Attitudes n way of thinking and behaving.

It's the backbone of our industry.
How does the public see us?
How do we see the public?
How does the customer see us?
How do we see the customer?
How do owners see drivers?
How do drivers see owners?

The list is endless and won't be completed here, anyone of the above will break a business, and it takes all of the above to make a business.
And you thought moving other peoples stuff for a living was a "piece of cake"

Always, the answer is somewhere in between the extremes, the trick is to keep the balance. Our attitudes play a vital role in how these images are perceived.

Picture the old man standing on the side of the road shaking his fist at the B-train as it sails on. His failing eyesight makes him terrified of these monsters and his pride won't let him admit it.

Now picture the young lad on the side of the road making air horn gestures to his hero "the Trucker" in this "future drivers" favorite rig.
Outside forces play their part, and my opinions on certain sections of the media and their agendas are documented, but no greater part, than our own actions while we go about our business.

The other day I had been training a young man who is about to enter the workforce on his restricted licence. As I was driving home, I had forgotten to take the L Plates down on my vehicle and a truck and trailer came up behind me at speed, and sat on my tail for three or four Kays, no matter how much room I gave him to be on his way, his intension I believe was to intimidate the learner driver. I wish I had got his rego; he would have been given a lesson on intimidation.

The actions of a minority will always do more damage to the industry in a few seconds, than the hours and hours of work carried out by the majority. One doggy deal, one daft operator can destroy the efforts of a hundred good men and women. If we treat the people who we come into contact with, with contempt, the image will be reflected in the attitude immediately.

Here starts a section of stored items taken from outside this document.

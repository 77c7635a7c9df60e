use std::collections::TryReserveError;

use thiserror::Error;

/// Errors reported by the trie and its containers.
///
/// Precondition violations (appending a key that already exists at a level,
/// out-of-domain layer values, leaf-only calls on internal nodes) are not
/// represented here: they are checked with `debug_assert!` only.
#[derive(Debug, Error)]
pub enum TrieError {
    /// A node buffer could not be reserved. The container that failed to grow
    /// keeps its previous capacity and contents.
    #[error("allocation failed: {0}")]
    Alloc(#[from] TryReserveError),

    #[error("node arena exhausted the u32 index space")]
    NodeLimit,

    /// A container kind tag or name that the node factory does not know.
    #[error("unknown container kind: {0:?}")]
    UnknownKind(String),

    #[error("invalid configuration: {0}")]
    InvalidConfig(&'static str),

    #[error("operation not supported: {0}")]
    Unsupported(&'static str),
}

pub type Result<T, E = TrieError> = std::result::Result<T, E>;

It's the little things we do that leave lasting impressions. My lovely wife had a minor traffic accident some years ago, (she was shaken but not stirred) and rang the company I was working for, at the time, to see if I was handy. The company immediately sent a high-ranking employee to assist in anyway required.

Another time, I was overdue; I'd had a bad day on the West Coast delivering a truck and trailer load of hay and as I came into radio range I called my boss, he was still up waiting for me, even though it was very late.

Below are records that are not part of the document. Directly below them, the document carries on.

//! The row-decomposed trie shared by [`BoardSet`](crate::BoardSet) and
//! [`BoardMap`](crate::BoardMap).
//!
//! A board of `DEPTH` layers is stored as a path of `DEPTH` containers: one
//! per layer, visited in [`row_order`], each keyed by that layer's packed
//! value. Containers above the last depth map layer values to child nodes;
//! the container at the last depth is a leaf holding the payload.
//!
//! Nodes live in one arena and refer to each other by index. Every node has
//! exactly one parent and the arena is append-only, so releasing the arena
//! releases the whole tree.

use std::marker::PhantomData;
use std::mem;

use crate::board::Layered;
use crate::config::TrieConfig;
use crate::container::{Container, ContainerKind, Entries, NodeId};
use crate::error::{Result, TrieError};

/// Layer visiting order for `rows` layers: outer rows first, alternating
/// from the top and the bottom, with an unpaired middle row last.
///
/// ```
/// assert_eq!(board_trie::row_order(5), [0, 4, 1, 3, 2]);
/// assert_eq!(board_trie::row_order(4), [0, 3, 1, 2]);
/// ```
pub fn row_order(rows: usize) -> Vec<usize> {
    let mut order = Vec::with_capacity(rows);
    let (mut lo, mut hi) = (0, rows);
    while lo < hi {
        order.push(lo);
        lo += 1;
        if lo < hi {
            hi -= 1;
            order.push(hi);
        }
    }
    order
}

/// Where a failed lookup stopped: the deepest existing node on the key's path
/// and the depth whose layer value was missing there.
///
/// Pass it back to `append_new`/`insert_new` to continue from that node
/// without walking the matched prefix again. It is only valid until the next
/// mutation that could add the same key, and never across a `shutdown`.
#[derive(Clone, Copy, Debug, PartialEq, Eq)]
pub struct MissPoint {
    node: Option<NodeId>,
    depth: usize,
    epoch: u32,
}

impl MissPoint {
    /// Depth at which the key's path left the trie.
    pub fn depth(&self) -> usize {
        self.depth
    }
}

/// Result of a lookup that remembers where it failed.
#[derive(Debug)]
pub enum Probe<'a, V> {
    Present(&'a V),
    Absent(MissPoint),
}

impl<V> Probe<'_, V> {
    pub fn is_present(&self) -> bool {
        matches!(self, Probe::Present(_))
    }
}

/// Node and entry counts for a trie.
#[derive(Debug, Clone, Default, PartialEq, Eq)]
pub struct TrieStats {
    pub array_nodes: usize,
    pub bitmap_nodes: usize,
    pub leaf_array_nodes: usize,
    pub leaf_bitmap_nodes: usize,
    /// Entries stored across all containers, internal and leaf.
    pub entries: usize,
    /// Entries inside sorted prefixes (bitmap entries always count).
    pub sorted_entries: usize,
    /// Heap bytes held by container buffers.
    pub heap_bytes: usize,
}

impl TrieStats {
    pub fn nodes(&self) -> usize {
        self.array_nodes + self.bitmap_nodes + self.leaf_array_nodes + self.leaf_bitmap_nodes
    }
}

pub(crate) struct Trie<B, V, const BITS: u32> {
    nodes: Vec<Container<V>>,
    root: Option<NodeId>,
    len: usize,
    row_order: Box<[usize]>,
    /// Bumped by `shutdown` so stale miss points can be caught.
    epoch: u32,
    config: TrieConfig,
    _board: PhantomData<fn(&B)>,
}

impl<B: Layered, V, const BITS: u32> Trie<B, V, BITS> {
    const SHAPE: () = {
        assert!(B::DEPTH >= 1, "a board needs at least one layer");
        assert!(BITS >= 1, "cells need at least one bit");
        assert!(B::WIDTH as u64 * BITS as u64 <= 16, "a layer value must fit in 16 bits");
    };

    /// Bits per layer value; bitmap containers span `2^LAYER_BITS` slots.
    const LAYER_BITS: u32 = B::WIDTH as u32 * BITS;

    pub(crate) fn new() -> Self {
        Self::from_valid_config(TrieConfig::default())
    }

    pub(crate) fn with_config(config: TrieConfig) -> Result<Self> {
        config.validate()?;
        Ok(Self::from_valid_config(config))
    }

    fn from_valid_config(config: TrieConfig) -> Self {
        let () = Self::SHAPE;
        let row_order = row_order(B::DEPTH).into_boxed_slice();
        tracing::debug!(
            depth = B::DEPTH,
            layer_bits = Self::LAYER_BITS,
            row_order = ?row_order,
            "created board trie"
        );
        Self {
            nodes: Vec::new(),
            root: None,
            len: 0,
            row_order,
            epoch: 0,
            config,
            _board: PhantomData,
        }
    }

    #[inline]
    pub(crate) fn len(&self) -> usize {
        self.len
    }

    #[inline]
    pub(crate) fn is_empty(&self) -> bool {
        self.len == 0
    }

    pub(crate) fn config(&self) -> &TrieConfig {
        &self.config
    }

    pub(crate) fn row_order(&self) -> &[usize] {
        &self.row_order
    }

    #[inline]
    fn last_depth() -> usize {
        B::DEPTH - 1
    }

    #[inline]
    fn layer(&self, board: &B, depth: usize) -> u16 {
        let value = board.layer_value(self.row_order[depth], BITS);
        debug_assert!(
            u32::from(value) < 1 << Self::LAYER_BITS,
            "layer value {value} outside {} bits",
            Self::LAYER_BITS
        );
        value
    }

    #[inline]
    fn node(&self, id: NodeId) -> &Container<V> {
        &self.nodes[id.index()]
    }

    #[inline]
    fn node_mut(&mut self, id: NodeId) -> &mut Container<V> {
        &mut self.nodes[id.index()]
    }

    pub(crate) fn get(&self, board: &B) -> Option<&V> {
        match self.probe(board) {
            Probe::Present(v) => Some(v),
            Probe::Absent(_) => None,
        }
    }

    pub(crate) fn contains(&self, board: &B) -> bool {
        let last = Self::last_depth();
        let Some(mut node) = self.root else {
            return false;
        };
        for depth in 0..last {
            match self.node(node).child(self.layer(board, depth)) {
                Some(child) => node = child,
                None => return false,
            }
        }
        self.node(node).has_leaf(self.layer(board, last))
    }

    /// Descends through the first `DEPTH - 1` layers via child lookups and
    /// finishes with a leaf lookup.
    pub(crate) fn probe(&self, board: &B) -> Probe<'_, V> {
        let last = Self::last_depth();
        let epoch = self.epoch;
        let miss = |node: Option<NodeId>, depth: usize| {
            Probe::Absent(MissPoint { node, depth, epoch })
        };

        let Some(mut node) = self.root else {
            return miss(None, 0);
        };
        for depth in 0..last {
            match self.node(node).child(self.layer(board, depth)) {
                Some(child) => node = child,
                None => return miss(Some(node), depth),
            }
        }
        let leaf = self.node(node);
        match leaf.find_value(self.layer(board, last)) {
            Some(pos) => Probe::Present(leaf.value(pos)),
            None => miss(Some(node), last),
        }
    }

    pub(crate) fn get_mut(&mut self, board: &B) -> Option<&mut V> {
        let last = Self::last_depth();
        let mut node = self.root?;
        for depth in 0..last {
            node = self.node(node).child(self.layer(board, depth))?;
        }
        let layer = self.layer(board, last);
        let pos = self.node(node).find_value(layer)?;
        Some(self.node_mut(node).value_mut(pos))
    }

    /// Depth-first walk over every stored board and its payload.
    pub(crate) fn iter(&self) -> Iter<'_, B, V, BITS> {
        Iter {
            trie: self,
            stack: self.root.map(|r| (r, 0, 0)).into_iter().collect(),
            path: vec![0; B::DEPTH],
            leaf: Entries::Empty,
        }
    }

    /// Releases every node. The trie is empty and usable afterwards; calling
    /// this again is a no-op.
    pub(crate) fn shutdown(&mut self) {
        let nodes = mem::take(&mut self.nodes);
        let entries = mem::replace(&mut self.len, 0);
        self.root = None;
        self.epoch = self.epoch.wrapping_add(1);
        if !nodes.is_empty() {
            tracing::debug!(nodes = nodes.len(), entries, "released board trie");
        }
    }

    pub(crate) fn remove(&mut self, _board: &B) -> Result<bool> {
        Err(TrieError::Unsupported("remove"))
    }

    pub(crate) fn stats(&self) -> TrieStats {
        let mut stats = TrieStats::default();
        for node in &self.nodes {
            match node.kind() {
                ContainerKind::Array => stats.array_nodes += 1,
                ContainerKind::Bitmap => stats.bitmap_nodes += 1,
                ContainerKind::LeafArray => stats.leaf_array_nodes += 1,
                ContainerKind::LeafBitmap => stats.leaf_bitmap_nodes += 1,
            }
            stats.entries += node.len();
            stats.sorted_entries += node.sorted_len();
            stats.heap_bytes += node.heap_bytes();
        }
        stats
    }

    /// Approximate heap bytes: the arena plus every container's buffers.
    pub(crate) fn memory_usage(&self) -> usize {
        self.nodes.capacity() * mem::size_of::<Container<V>>()
            + self.nodes.iter().map(Container::heap_bytes).sum::<usize>()
            + self.row_order.len() * mem::size_of::<usize>()
    }

    #[cfg(test)]
    pub(crate) fn root(&self) -> Option<NodeId> {
        self.root
    }

    #[cfg(test)]
    pub(crate) fn container(&self, id: NodeId) -> &Container<V> {
        self.node(id)
    }

    #[cfg(test)]
    pub(crate) fn node_count(&self) -> usize {
        self.nodes.len()
    }

    /// Kinds of the containers visited while looking `board` up.
    #[cfg(test)]
    pub(crate) fn path_kinds(&self, board: &B) -> Vec<ContainerKind> {
        let mut kinds = Vec::new();
        let Some(mut node) = self.root else {
            return kinds;
        };
        for depth in 0..B::DEPTH {
            let c = self.node(node);
            kinds.push(c.kind());
            if c.is_leaf() {
                break;
            }
            match c.child(self.layer(board, depth)) {
                Some(child) => node = child,
                None => break,
            }
        }
        kinds
    }
}

impl<B: Layered, V: Default, const BITS: u32> Trie<B, V, BITS> {
    /// Inserts `value` under `board` unless present. Returns the stored
    /// payload and whether it was inserted. With `overwrite`, an existing
    /// payload is replaced by `value`.
    pub(crate) fn insert(
        &mut self,
        board: &B,
        value: V,
        overwrite: bool,
    ) -> Result<(&mut V, bool)> {
        let last = Self::last_depth();
        let mut node = match self.root {
            Some(root) => root,
            None => {
                let root = self.alloc_node(0)?;
                self.root = Some(root);
                root
            }
        };

        for depth in 0..last {
            let layer = self.layer(board, depth);
            match self.node(node).child(layer) {
                Some(child) => node = child,
                None => return Ok((self.build_from(node, depth, board, value)?, true)),
            }
        }

        let layer = self.layer(board, last);
        match self.node(node).find_value(layer) {
            Some(pos) => {
                let slot = self.node_mut(node).value_mut(pos);
                if overwrite {
                    *slot = value;
                }
                Ok((slot, false))
            }
            None => Ok((self.build_from(node, last, board, value)?, true)),
        }
    }

    /// Inserts a key known to be absent, continuing from where `miss` says
    /// its lookup stopped.
    ///
    /// The key must really be absent. In release builds a present key is not
    /// detected and ends up stored twice.
    pub(crate) fn insert_new(&mut self, board: &B, miss: MissPoint, value: V) -> Result<&mut V> {
        debug_assert_eq!(miss.epoch, self.epoch, "miss point predates a shutdown");
        debug_assert!(!self.contains(board), "insert_new on a present key");
        match miss.node {
            Some(node) => self.build_from(node, miss.depth, board, value),
            None => Ok(self.insert(board, value, false)?.0),
        }
    }

    /// Creates the path for `board` below `node`, whose layer at `depth` is
    /// absent. None of the new nodes can contain the rest of the key, so no
    /// lookups are needed on the way down.
    fn build_from(
        &mut self,
        mut node: NodeId,
        depth: usize,
        board: &B,
        value: V,
    ) -> Result<&mut V> {
        let last = Self::last_depth();
        let threshold = self.config.resort_threshold;
        for d in depth..last {
            let child = self.alloc_node(d + 1)?;
            let layer = self.layer(board, d);
            if let Err(e) = self.node_mut(node).push_child(layer, child, threshold) {
                // The child is the newest node; drop it so nothing unreachable
                // stays in the arena.
                self.nodes.truncate(child.index());
                return Err(e);
            }
            node = child;
        }
        let layer = self.layer(board, last);
        let pos = self.node_mut(node).push_value(layer, value, threshold)?;
        self.len += 1;
        Ok(self.node_mut(node).value_mut(pos))
    }

    fn alloc_node(&mut self, depth: usize) -> Result<NodeId> {
        let kind = ContainerKind::new(self.config.layout.at(depth), depth == Self::last_depth());
        let id = NodeId::from_index(self.nodes.len()).ok_or(TrieError::NodeLimit)?;
        let container = Container::new(kind, self.config.initial_capacity, Self::LAYER_BITS)?;
        self.nodes.try_reserve(1)?;
        self.nodes.push(container);
        Ok(id)
    }
}

/// Iterator over `(board, payload)` pairs. Order is unspecified.
pub(crate) struct Iter<'a, B, V, const BITS: u32> {
    trie: &'a Trie<B, V, BITS>,
    /// Pending nodes with their depth and the layer value leading to them.
    stack: Vec<(NodeId, usize, u16)>,
    /// Layer values of the current path, by depth.
    path: Vec<u16>,
    leaf: Entries<'a, V>,
}

impl<'a, B: Layered, V, const BITS: u32> Iterator for Iter<'a, B, V, BITS> {
    type Item = (B, &'a V);

    fn next(&mut self) -> Option<Self::Item> {
        loop {
            if let Some((key, value)) = self.leaf.next() {
                let last = self.path.len() - 1;
                self.path[last] = key;
                let mut rows = vec![0u16; self.path.len()];
                for (depth, &layer) in self.path.iter().enumerate() {
                    rows[self.trie.row_order[depth]] = layer;
                }
                return Some((B::from_layers(&rows, BITS), value));
            }

            let (id, depth, edge) = self.stack.pop()?;
            if depth > 0 {
                self.path[depth - 1] = edge;
            }
            let trie = self.trie;
            let node = trie.node(id);
            if node.is_leaf() {
                self.leaf = node.values();
            } else {
                self.stack
                    .extend(node.children().map(|(key, &child)| (child, depth + 1, key)));
            }
        }
    }
}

It doesn't matter if the company is three hundred strong or six men working as a team the attitude was still the same, "what ever I can do to make this situation better."

And while the attitude of the vast majority of people involved with the New Zealand Transport industry remains the same, weather it is as a member of the public, a customer, an owner, a driver, or politician, the actions of a few will have little long term affect.
But then, this is "Just an old truckers point of view"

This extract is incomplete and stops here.